We know that Therese, being accepted in the monastery, has achieved her dream. However, she was only able to attain great inner peace on September 8, 1890 when she made her profession of faith. She grew in sanctity and enlightened  with the reading of St. John of the Cross that brought her comfort. She discovered "the true Saint of Love" in the "Spiritual Canticle' and the "Living Flame of Love." She felt and knew this was the path she wanted to take.

Therese was spared from a severe influenza epidemic that killed three of the sisters in the monastery in the winter of 1890-1891. She was happy to know that her sister, Pauline, was elected prioress in succession to Mother Marie de Gonzague in February 1893. Pauline became Mother Agnes. And Therese has to remain a novice due to politics in the monastery. Pauline had asked her this to keep the sisters from thinking that the Martin sisters would take over the convent.

Therese surrendered her life to Christ with the fervent hope that he would act through her. Her life in the convent was never easy. She lived a hidden life and continued doing small acts of charity without making a show of them. She accepted criticisms in silence, even the most unjust ones. She had nothing but only smiles for sisters who were unpleasant to her. She always prayed much for the priests particularly Father Hyacinthe Loyson who was excommunicated when he left the Catholic Church and married a young Protestant widow with whom he had a son. She offered her last communion for Father Hyacinthe on 19 August 1897.

On June 9, 1895, during a mass celebrating the feast of the Holy Trinity, Therese offered herself as a sacrificial victim to merciful love of God while some nuns offered themselves as a victim to God's justice. In her room she performed an 'Act of Oblation' for herself and for Celine. And on June 11, both sisters knelt before the miraculous Virgin. Therese read the document she had signed - In the evening of this life, I shall appear before you with empty hands, for I do not ask you Lord to count my works. In the oblation she wrote, "If through weakness I should chance to fall, may a glance from Your Eyes straightway cleanse my soul, and consume all my imperfections - as fire transforms all things into itself."
Death of Therese  

Therese fell ill which she bore wholeheartedly without complaints. She was stricken with tuberculosis which she knew would be the key element of her final suffering in her spiritual journey. On the eve of Good Friday, Therese felt an indescribable happiness in her heart. She wrote, "Oh! How sweet this memory really is! I had scarcely laid my head upon the pillow when I felt something like a bubbling stream mounting to my lips. I didn't know what it was."

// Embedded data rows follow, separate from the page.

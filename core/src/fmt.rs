//! Logging front-end
//!
//! `defmt` on hardware, the `log` facade on the host. With neither feature
//! the macros still borrow their arguments so call sites type-check the same.
#![macro_use]
#![allow(unused_macros)]

macro_rules! trace {
    ($s:literal $(, $x:expr)* $(,)?) => {{
        #[cfg(feature = "defmt")]
        ::defmt::trace!($s $(, $x)*);
        #[cfg(feature = "log")]
        ::log::trace!($s $(, $x)*);
        #[cfg(not(any(feature = "defmt", feature = "log")))]
        let _ = ($(&$x),*);
    }};
}

macro_rules! debug {
    ($s:literal $(, $x:expr)* $(,)?) => {{
        #[cfg(feature = "defmt")]
        ::defmt::debug!($s $(, $x)*);
        #[cfg(feature = "log")]
        ::log::debug!($s $(, $x)*);
        #[cfg(not(any(feature = "defmt", feature = "log")))]
        let _ = ($(&$x),*);
    }};
}

macro_rules! info {
    ($s:literal $(, $x:expr)* $(,)?) => {{
        #[cfg(feature = "defmt")]
        ::defmt::info!($s $(, $x)*);
        #[cfg(feature = "log")]
        ::log::info!($s $(, $x)*);
        #[cfg(not(any(feature = "defmt", feature = "log")))]
        let _ = ($(&$x),*);
    }};
}

macro_rules! warn {
    ($s:literal $(, $x:expr)* $(,)?) => {{
        #[cfg(feature = "defmt")]
        ::defmt::warn!($s $(, $x)*);
        #[cfg(feature = "log")]
        ::log::warn!($s $(, $x)*);
        #[cfg(not(any(feature = "defmt", feature = "log")))]
        let _ = ($(&$x),*);
    }};
}

macro_rules! error {
    ($s:literal $(, $x:expr)* $(,)?) => {{
        #[cfg(feature = "defmt")]
        ::defmt::error!($s $(, $x)*);
        #[cfg(feature = "log")]
        ::log::error!($s $(, $x)*);
        #[cfg(not(any(feature = "defmt", feature = "log")))]
        let _ = ($(&$x),*);
    }};
}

Therese was moved into the monastery infirmary in July 1897. Her physical suffering kept increasing that even the doctor exclaimed how the nun was in the state of physical distress! Therese received her last communion on August 19, 1897. She died on September 30, 1897 at the very young age of 24. She was heard to say, "I have reached the point of not being able to suffer anymore, because all suffering is sweet to me."

Her last words were, "My God, I love you!"

Therese was buried on October 4, 1897. Her final repose was in the Carmelite plot in the municipal cemetery at Lisieux where her parents had been buried. Her body was found uncorrupted when she was exhumed in 1910; and the pleasant Odour of Sanctity was observed. In March 1923, her body was returned to the Carmel of Lisieux before she was beatified in March of 1923.

Shower of Roses

Roses are her signature. This is her way of letting the person know as a sign that his/her prayer was heard and that God is responding.

Therese loved roses. When she was a child, she had thrown rose petals before the Blessed Sacrament.  After her death, there were stories that roses sometimes appeared out of nowhere; sometimes they would smell the strong fragrance of them. People who prayed for cure of fatal diseases and many other accounts of miraculous instances were attributed to St. Therese's intercession.